Würde mich nicht wirklich wundern, wenn der Kerl bisexuell wäre,
dachte Palinski und ergab sich seinem Schicksal.
* * * * *
Während Palinski noch über Hektor Wieners
sexuelle Ausrichtung spekulierte und dabei seinem Schnitzel den letzten Schliff
gab, begann der Entführer, rund 5,2 Kilometer Luftlinie von ›Wieners Beisl-Bar‹
entfernt, die Taschen von Eugen Filzmayers total verdrecktem Anzug zu leeren.

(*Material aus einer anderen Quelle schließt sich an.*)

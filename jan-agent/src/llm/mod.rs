//! LLM client abstraction for the response orchestrator's tool loop.
//!
//! The orchestrator calls `invoke`/`invoke_stream` once per turn of the loop
//! (spec §4.1.3 step 2) and inspects the returned `tool_calls` to decide whether
//! to dispatch tools or finish.
//!
//! # Streaming Support
//!
//! The `LlmClient` trait supports streaming via `invoke_stream()`, which accepts
//! an optional `Sender<MessageChunk>` for emitting tokens as they arrive.
//! Implementations that support streaming (like `ChatOpenAI`) send chunks
//! through the channel; others can use the default implementation that calls
//! `invoke()` and sends the full content as one chunk.

mod mock;
mod openai;

use serde::{Deserialize, Serialize};
use tokio::sync::mpsc;

use async_trait::async_trait;

use crate::error::AgentError;
use crate::message::Message;
use crate::stream::MessageChunk;

pub use mock::MockLlm;
pub use openai::ChatOpenAI;

/// Tool choice mode for chat completions: when tools are present, controls whether
/// the model may choose (auto), must not use (none), or must use (required).
#[derive(Clone, Copy, Debug, PartialEq, Eq, Default)]
pub enum ToolChoiceMode {
    /// Model can pick between message or tool calls. Default when tools are present.
    #[default]
    Auto,
    /// Model will not call any tool.
    None,
    /// Model must call one or more tools.
    Required,
}

impl std::str::FromStr for ToolChoiceMode {
    type Err = String;

    fn from_str(s: &str) -> Result<Self, Self::Err> {
        match s.to_lowercase().as_str() {
            "auto" => Ok(Self::Auto),
            "none" => Ok(Self::None),
            "required" => Ok(Self::Required),
            _ => Err(format!(
                "unknown tool_choice: {} (use auto, none, or required)",
                s
            )),
        }
    }
}

/// A tool call surfaced by the model. `id` is the opaque call-id used as the
/// idempotency key for result write-back (spec §4.2.6, GLOSSARY "Call-id").
#[derive(Clone, Debug, Serialize, Deserialize)]
pub struct ToolCall {
    pub id: String,
    pub name: String,
    /// JSON-encoded arguments, as surfaced by the model (not yet parsed).
    pub arguments: String,
}

/// Delta for one tool call from LLM streaming (for tool_call_chunk events).
#[derive(Clone, Debug)]
pub struct ToolCallDelta {
    pub call_id: Option<String>,
    pub name: Option<String>,
    pub arguments_delta: String,
}

/// Token usage for one LLM call (prompt + completion).
#[derive(Clone, Debug, Default, Serialize, Deserialize)]
pub struct LlmUsage {
    pub prompt_tokens: u32,
    pub completion_tokens: u32,
    pub total_tokens: u32,
}

/// The reason the model stopped generating this turn.
#[derive(Clone, Copy, Debug, PartialEq, Eq)]
pub enum FinishReason {
    /// Normal completion; `content` is the final assistant message.
    Stop,
    /// The model wants to call one or more tools.
    ToolCalls,
}

/// Response from an LLM completion: assistant message text, optional tool calls,
/// and the reason generation stopped.
pub struct LlmResponse {
    /// Assistant message content (plain text). Empty when `finish_reason` is
    /// `ToolCalls` and the model emitted no accompanying text.
    pub content: String,
    /// Tool calls from this turn; empty unless `finish_reason == ToolCalls`.
    pub tool_calls: Vec<ToolCall>,
    pub finish_reason: FinishReason,
    /// Token usage for this call, when available.
    pub usage: Option<LlmUsage>,
}

/// LLM client: given messages and tool specs, returns assistant text and/or
/// tool_calls for one turn of the tool loop.
///
/// # Streaming
///
/// The trait supports streaming via `invoke_stream()`. When `chunk_tx` is `Some`,
/// implementations should send `MessageChunk` tokens through the channel as they
/// arrive from the LLM. The method still returns the complete `LlmResponse` at
/// the end.
///
/// Default implementation calls `invoke()` and sends the full content as a
/// single chunk.
#[async_trait]
pub trait LlmClient: Send + Sync {
    /// Invoke one turn: read messages and available tools, return assistant
    /// content and/or tool_calls.
    async fn invoke(
        &self,
        messages: &[Message],
        tools: &[serde_json::Value],
        tool_choice: ToolChoiceMode,
    ) -> Result<LlmResponse, AgentError>;

    /// Streaming variant: invoke with optional chunk sender for token streaming.
    ///
    /// Default implementation calls `invoke()` and sends the full content as one chunk.
    async fn invoke_stream(
        &self,
        messages: &[Message],
        tools: &[serde_json::Value],
        tool_choice: ToolChoiceMode,
        chunk_tx: Option<mpsc::Sender<MessageChunk>>,
    ) -> Result<LlmResponse, AgentError> {
        let response = self.invoke(messages, tools, tool_choice).await?;

        if let Some(tx) = chunk_tx {
            if !response.content.is_empty() {
                let _ = tx
                    .send(MessageChunk {
                        content: response.content.clone(),
                    })
                    .await;
            }
        }

        Ok(response)
    }
}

Aus der Brieftasche seines ehemaligen obersten Chefs nahm er die rund 1 200
Euro Bargeld, zwei Eintrittskarten für eine Veranstaltung in der Stadthalle
sowie vier Gutscheine zum begünstigten Bezug eines ›Big Flops‹ + eines Bechers
Cola, gültig bis Ende des Monats. Also, entweder hatte sich der Herr
Kommerzialrat völlig anders ernährt als der Entführer das bisher angenommen
hatte oder er hob die Gutscheine für jemanden anderen auf. Wahrscheinlich für
das nette kleine Mädchen, das er hin und wieder in Gesellschaft des Alten
gesehen hatte.
Na, diese Gutscheine haben kein Mascherl, dachte
er, vielleicht konnte er seinen Kindern damit eine Freude machen.

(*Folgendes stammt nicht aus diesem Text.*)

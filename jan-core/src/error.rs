//! Error taxonomy shared by every jan-server crate.
//!
//! Every error carries a stable id for log correlation, the layer that raised it,
//! and a [`ErrorKind`] that handlers translate to an HTTP status. Secrets and stack
//! traces never reach the client-visible body (spec §7).

use axum::http::StatusCode;
use axum::response::{IntoResponse, Response};
use axum::Json;
use serde::Serialize;
use thiserror::Error;
use uuid::Uuid;

/// Closed enumeration of error kinds. Implementations should match exhaustively
/// rather than compare against free-form strings (spec §9, "Tagged variants").
#[derive(Debug, Clone, Copy, PartialEq, Eq)]
pub enum ErrorKind {
    /// 400 - bad input from caller.
    Validation,
    /// 401 - missing or invalid token.
    Unauthorized,
    /// 403 - ownership check failed.
    Forbidden,
    /// 404 - unknown public id.
    NotFound,
    /// 409 - illegal state transition.
    Conflict,
    /// 500 - persistence failure, retriable by caller.
    DatabaseError,
    /// 502 - upstream service failed.
    External,
    /// 500 - logic invariant violated.
    Internal,
    /// 501 - feature disabled by config.
    NotImplemented,
}

impl ErrorKind {
    pub fn status(self) -> StatusCode {
        match self {
            ErrorKind::Validation => StatusCode::BAD_REQUEST,
            ErrorKind::Unauthorized => StatusCode::UNAUTHORIZED,
            ErrorKind::Forbidden => StatusCode::FORBIDDEN,
            ErrorKind::NotFound => StatusCode::NOT_FOUND,
            ErrorKind::Conflict => StatusCode::CONFLICT,
            ErrorKind::DatabaseError => StatusCode::INTERNAL_SERVER_ERROR,
            ErrorKind::External => StatusCode::BAD_GATEWAY,
            ErrorKind::Internal => StatusCode::INTERNAL_SERVER_ERROR,
            ErrorKind::NotImplemented => StatusCode::NOT_IMPLEMENTED,
        }
    }
}

/// A tagged error, carrying a correlation id and the layer that raised it.
///
/// Layers wrap errors as they propagate (`JanError::wrap`), preserving the chain
/// while keeping the original `kind` unless explicitly overridden.
#[derive(Debug, Error)]
#[error("[{layer}] {message} (id={id})")]
pub struct JanError {
    pub id: Uuid,
    pub layer: &'static str,
    pub kind: ErrorKind,
    pub message: String,
    #[source]
    pub source: Option<Box<dyn std::error::Error + Send + Sync + 'static>>,
}

impl JanError {
    pub fn new(layer: &'static str, kind: ErrorKind, message: impl Into<String>) -> Self {
        Self {
            id: Uuid::new_v4(),
            layer,
            kind,
            message: message.into(),
            source: None,
        }
    }

    pub fn validation(layer: &'static str, message: impl Into<String>) -> Self {
        Self::new(layer, ErrorKind::Validation, message)
    }

    pub fn unauthorized(layer: &'static str, message: impl Into<String>) -> Self {
        Self::new(layer, ErrorKind::Unauthorized, message)
    }

    pub fn forbidden(layer: &'static str, message: impl Into<String>) -> Self {
        Self::new(layer, ErrorKind::Forbidden, message)
    }

    pub fn not_found(layer: &'static str, message: impl Into<String>) -> Self {
        Self::new(layer, ErrorKind::NotFound, message)
    }

    pub fn conflict(layer: &'static str, message: impl Into<String>) -> Self {
        Self::new(layer, ErrorKind::Conflict, message)
    }

    pub fn database(layer: &'static str, message: impl Into<String>) -> Self {
        Self::new(layer, ErrorKind::DatabaseError, message)
    }

    pub fn external(layer: &'static str, message: impl Into<String>) -> Self {
        Self::new(layer, ErrorKind::External, message)
    }

    pub fn internal(layer: &'static str, message: impl Into<String>) -> Self {
        Self::new(layer, ErrorKind::Internal, message)
    }

    pub fn not_implemented(layer: &'static str, message: impl Into<String>) -> Self {
        Self::new(layer, ErrorKind::NotImplemented, message)
    }

    /// Re-tags this error as raised by `layer`, keeping the original `kind` and id,
    /// chaining the prior error as the source.
    pub fn wrap(self, layer: &'static str, message: impl Into<String>) -> Self {
        Self {
            id: self.id,
            layer,
            kind: self.kind,
            message: message.into(),
            source: Some(Box::new(self)),
        }
    }
}

/// Wire shape of an error body. Never includes the source chain or any secret.
#[derive(Debug, Serialize)]
pub struct ErrorBody {
    pub id: String,
    pub code: &'static str,
    pub message: String,
}

impl ErrorKind {
    fn code(self) -> &'static str {
        match self {
            ErrorKind::Validation => "validation",
            ErrorKind::Unauthorized => "unauthorized",
            ErrorKind::Forbidden => "forbidden",
            ErrorKind::NotFound => "not_found",
            ErrorKind::Conflict => "conflict",
            ErrorKind::DatabaseError => "database_error",
            ErrorKind::External => "upstream_unavailable",
            ErrorKind::Internal => "internal",
            ErrorKind::NotImplemented => "not_implemented",
        }
    }
}

impl IntoResponse for JanError {
    fn into_response(self) -> Response {
        tracing::error!(
            error.id = %self.id,
            error.layer = self.layer,
            error.kind = ?self.kind,
            "{}",
            self.message
        );
        let body = ErrorBody {
            id: self.id.to_string(),
            code: self.kind.code(),
            message: self.message,
        };
        (self.kind.status(), Json(body)).into_response()
    }
}

pub type JanResult<T> = Result<T, JanError>;

#[cfg(test)]
mod tests {
    use super::*;

    #[test]
    fn status_mapping_matches_spec_table() {
        assert_eq!(ErrorKind::Validation.status(), StatusCode::BAD_REQUEST);
        assert_eq!(ErrorKind::Unauthorized.status(), StatusCode::UNAUTHORIZED);
        assert_eq!(ErrorKind::Forbidden.status(), StatusCode::FORBIDDEN);
        assert_eq!(ErrorKind::NotFound.status(), StatusCode::NOT_FOUND);
        assert_eq!(ErrorKind::Conflict.status(), StatusCode::CONFLICT);
        assert_eq!(
            ErrorKind::DatabaseError.status(),
            StatusCode::INTERNAL_SERVER_ERROR
        );
        assert_eq!(ErrorKind::External.status(), StatusCode::BAD_GATEWAY);
        assert_eq!(
            ErrorKind::Internal.status(),
            StatusCode::INTERNAL_SERVER_ERROR
        );
        assert_eq!(
            ErrorKind::NotImplemented.status(),
            StatusCode::NOT_IMPLEMENTED
        );
    }

    #[test]
    fn wrap_preserves_kind_and_id_while_chaining_source() {
        let root = JanError::external("mcp_bridge", "provider timed out");
        let root_id = root.id;
        let wrapped = root.wrap("orchestrator", "tool call failed");

        assert_eq!(wrapped.id, root_id);
        assert_eq!(wrapped.kind, ErrorKind::External);
        assert_eq!(wrapped.layer, "orchestrator");
        assert!(wrapped.source.is_some());
    }

    #[test]
    fn display_includes_layer_and_message() {
        let err = JanError::not_found("orchestrator", "response resp_abc not found");
        let s = err.to_string();
        assert!(s.contains("orchestrator"));
        assert!(s.contains("resp_abc"));
    }
}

Die übrigen Habseligkeiten des Toten wie Schlüsselbund, Kamm,
Feuerzeug, das legendäre lederne Zigarrenetui, das schwarze Notizbuch und die
Füllfeder legte er in ein Plastiksackerl, das er später im Wald vergraben wollte.

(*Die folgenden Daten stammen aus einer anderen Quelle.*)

impl ResponseService {
    pub fn new(
        store: Arc<SqliteResponseStore>,
        tool_loop: Arc<ToolLoop>,
        conversation: Arc<ConversationClient>,
        webhook: Arc<WebhookSender>,
        media_resolver: Arc<MediaResolver>,
    ) -> Self {
        Self {
            store,
            tool_loop,
            conversation,
            webhook,
            media_resolver,
            inflight: Arc::new(Mutex::new(HashMap::new())),
        }
    }

    fn inflight_handle(&self) -> Arc<Mutex<HashMap<String, CancellationToken>>> {
        Arc::clone(&self.inflight)
    }

    pub async fn create(&self, req: CreateRequest) -> JanResult<ExecutionOutcome> {
        if req.model.trim().is_empty() {
            return Err(crate::error::validation("model must not be empty"));
        }
        if req.stream && req.background {
            return Err(crate::error::validation(
                "stream and background are mutually exclusive",
            ));
        }

        let messages = self.build_messages(&req).await?;
        let public_id = jan_core::new_response_id();
        let now = jan_core::now();

        let mut response = Response {
            public_id: public_id.clone(),
            user_id: req.user_id.clone(),
            model: req.model.clone(),
            provider_id: req.provider_id.clone(),
            system_prompt: req.system_prompt.clone(),
            input: req.input.clone(),
            output: None,
            status: ResponseStatus::Queued,
            stream: req.stream,
            background: req.background,
            store: req.store,
            conversation_id: req.conversation_id.clone(),
            previous_response_id: req.previous_response_id.clone(),
            metadata: req.metadata.clone(),
            usage: None,
            error: None,
            queued_at: if req.background { Some(now) } else { None },
            started_at: if req.background { None } else { Some(now) },
            completed_at: None,
            cancelled_at: None,
            failed_at: None,
            messages,
            authorization: Some(req.authorization.clone()),
        };

        if req.background {
            self.store.insert(&response).await?;
            return Ok(ExecutionOutcome::Snapshot(response));
        }

        response.status = ResponseStatus::InProgress;
        if req.store {
            self.store.insert(&response).await?;
        }

        let ctx = ToolLoopContext {
            model: response.model.clone(),
            provider_id: response.provider_id.clone(),
            messages: response.messages.clone(),
            conversation_id: response.conversation_id.clone(),
            authorization: req.authorization.clone(),
            response_id: public_id.clone(),
        };

        let cancellation = CancellationToken::new();
        self.inflight
            .lock()
            .await
            .insert(public_id.clone(), cancellation.clone());

        if req.stream {
            let (chunk_tx, chunk_rx) = mpsc::channel(32);
            let tool_loop = Arc::clone(&self.tool_loop);
            let store = Arc::clone(&self.store);
            let webhook = Arc::clone(&self.webhook);
            let mut response_for_task = response.clone();
            let inflight = self.inflight_handle();
            let public_id_for_task = public_id.clone();

            tokio::spawn(async move {
                let outcome = tokio::select! {
                    result = tool_loop.run_streaming(ctx, chunk_tx) => Some(result),
                    _ = cancellation.cancelled() => None,
                };
                match outcome {
                    Some(Ok(result)) => apply_tool_loop_outcome(&mut response_for_task, result),
                    Some(Err(e)) => {
                        response_for_task.status = ResponseStatus::Failed;
                        response_for_task.failed_at = Some(jan_core::now());
                        response_for_task.error = Some(ResponseError {
                            code: "upstream_unavailable".to_string(),
                            message: e.message,
                        });
                    }
                    None => {
                        response_for_task.status = ResponseStatus::Cancelled;
                        response_for_task.cancelled_at = Some(jan_core::now());
                    }
                }
                inflight.lock().await.remove(&public_id_for_task);
                if response_for_task.store {
                    let _ = store.update(&response_for_task).await;
                }
                let _ = webhook.notify_terminal(&response_for_task).await;
            });

            return Ok(ExecutionOutcome::Streaming {
                initial: response,
                chunks: chunk_rx,
            });
        }

        let result = tokio::select! {
            result = self.tool_loop.run(ctx) => Some(result),
            _ = cancellation.cancelled() => None,
        };
        self.inflight.lock().await.remove(&public_id);

        match result {
            Some(Ok(loop_result)) => apply_tool_loop_outcome(&mut response, loop_result),
            Some(Err(e)) => {
                response.status = ResponseStatus::Failed;
                response.failed_at = Some(jan_core::now());
                response.error = Some(ResponseError {
                    code: "upstream_unavailable".to_string(),
                    message: e.message,
                });
            }
            None => {
                response.status = ResponseStatus::Cancelled;
                response.cancelled_at = Some(jan_core::now());
            }
        }

        if req.store {
            self.store.update(&response).await?;
        }
        let _ = self.webhook.notify_terminal(&response).await;
        Ok(ExecutionOutcome::Snapshot(response))
    }

    pub async fn get(&self, public_id: &str, user_id: &str) -> JanResult<Response> {
        let response = self.load_owned(public_id, user_id).await?;
        Ok(response)
    }

    /// spec §4.1.1 "Cancel": not-found, forbidden, conflict (already terminal).
    pub async fn cancel(&self, public_id: &str, user_id: &str) -> JanResult<Response> {
        let mut response = self.load_owned(public_id, user_id).await?;
        if response.status.is_terminal() {
            return Err(crate::error::conflict(format!(
                "response {public_id} is already in a terminal state"
            )));
        }

        if let Some(token) = self.inflight.lock().await.remove(public_id) {
            token.cancel();
        }

        response.status = ResponseStatus::Cancelled;
        response.cancelled_at = Some(jan_core::now());
        self.store.update(&response).await?;
        Ok(response)
    }

    pub async fn delete(&self, public_id: &str, user_id: &str) -> JanResult<()> {
        self.load_owned(public_id, user_id).await?;
        self.store.delete(public_id).await
    }

    /// spec §4.1.1 "ListInputItems": ordered echo of resolved input parts.
    /// Pagination is a plain offset cursor over the resolved parts list; there
    /// is no further resolution work once `input` has already been normalized
    /// into a JSON array at create time.
    pub async fn list_input_items(
        &self,
        public_id: &str,
        user_id: &str,
        cursor: usize,
        limit: usize,
    ) -> JanResult<Vec<Value>> {
        let response = self.load_owned(public_id, user_id).await?;
        let items = match &response.input {
            Value::Array(items) => items.clone(),
            Value::Null => Vec::new(),
            other => vec![other.clone()],
        };
        Ok(items.into_iter().skip(cursor).take(limit).collect())
    }

    async fn load_owned(&self, public_id: &str, user_id: &str) -> JanResult<Response> {
        let response = self
            .store
            .get(public_id)
            .await?
            .ok_or_else(|| crate::error::not_found(format!("response {public_id} not found")))?;
        if response.user_id != user_id {
            return Err(crate::error::forbidden(format!(
                "response {public_id} does not belong to caller"
            )));
        }
        Ok(response)
    }

    /// `messages = system? ++ history(previous_response_id or conversation) ++
    /// resolveMedia(input)` (spec §4.1.3). Placeholder resolution runs last,
    /// over the whole assembled batch, so media referenced anywhere in
    /// history or in `input` is expanded before it crosses the LLM boundary
    /// (spec §4.4.1: "just-in-time before they cross the LLM boundary").
    async fn build_messages(&self, req: &CreateRequest) -> JanResult<Vec<Message>> {
        let mut messages = Vec::new();
        if let Some(system_prompt) = &req.system_prompt {
            messages.push(Message::system(system_prompt.clone()));
        }

        if let Some(previous_response_id) = &req.previous_response_id {
            if let Some(previous) = self.store.get(previous_response_id).await? {
                if previous.user_id == req.user_id {
                    messages.extend(previous.messages);
                }
            }
        } else if let Some(conversation_id) = &req.conversation_id {
            let history = self
                .conversation
                .fetch_history(conversation_id, &req.authorization)
                .await?;
            messages.extend(history);
        }

        match &req.input {
            Value::String(text) => messages.push(Message::user(text.clone())),
            Value::Null => {}
            other => messages.push(Message::user(other.to_string())),
        }

        self.media_resolver
            .resolve(messages, &req.authorization)
            .await
    }
}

Komisch, dachte der Entführer, objektiv muss es hier
fürchterlich stinken. Aber ich bin seit zehn Minuten in dem Verschlag und
rieche überhaupt nichts mehr. Wie schnell sich der Mensch doch den Umständen
anpasst.
Er wollte schon damit beginnen, die Leiche zu entkleiden, um sie
zu waschen, als seine Gedanken noch einmal zu dem wertvollen Schreibgerät in
dem Einkaufssackerl zurückkehrten. Von Kindheit an hatte er ein Faible für
schöne, wertvolle Füllfedern gehabt. Er liebte diese noble Art des Schreibens
ebenso, wie er das seelenlose Gekritzel mit den heute so dominanten
Kugelschreibern hasste. Das war tatsächlich eine Aurora St. Petersburg, ein aus
Anlass des 300. Gründungstags der Ostseemetropole in limitierter Auflage
hergestelltes Schreibgerät der ganz besonderen Klasse. Er brachte es nicht
übers Herz, sich von dem eben gefundenen Kleinod zu trennen und nahm es an
sich. Er würde es so gut verstecken, dass niemand es finden und ihn damit
belasten konnte. Übrigens bedeutete ›limitierte Auflage‹ ja nicht, dass nicht
auch jemand anderer ein so schönes, seltenes Stück haben konnte.
Nachdem er die Bekleidungsstücke des alten Herrn verbrannt und
den Leichnam gewaschen hatte, schlug er diesen in ein großes weißes Leintuch
ein und trug ihn respektvoll zu dem kleinen Schuppen hinter dem Haus, in dem
Holzscheite für den Winter gestapelt waren. Hier bahrte er den Toten förmlich
auf den bis zu einer Höhe von zwei und auf eine Breite von etwa eineinhalb
Metern geschichteten Scheiten auf. Über das Leichentuch breitete er eine
dunkelgraue Decke und darüber noch eine dicke, schwarze und
wasserundurchlässige Plastikfolie. Dass er mit dem Kommerzialrat noch einiges
Geld machen wollte, war eine Sache. Dass dem Toten der nötige Respekt entgegen
gebracht wurde, eine völlig andere.
Ehe er das kleine Haus endgültig für heute verließ, öffnete er
die kleine Luftklappe im Kellerverschlag sowie die Türe. Bis morgen würde sich
der jetzt auch wieder von ihm wahrgenommene Gestank hoffentlich verflüchtigt
haben.
* * * * *
Leider schienen die Wettervorhersagen, die für
den Nachmittag bedecken Himmel angekündigt und regionale Regenschauer nicht
ausgeschlossen hatten, wieder einmal zuzutreffen. Der Himmel hatte sich ein
diffuses, milchig weißes Kleid angelegt. Im Nordwesten zog langsam eine Front
dunkler Wolken auf und gelegentliche Windstöße brachten die sich bereits leicht
färbenden Blätter der Bäume zum kollektiven Rauschen.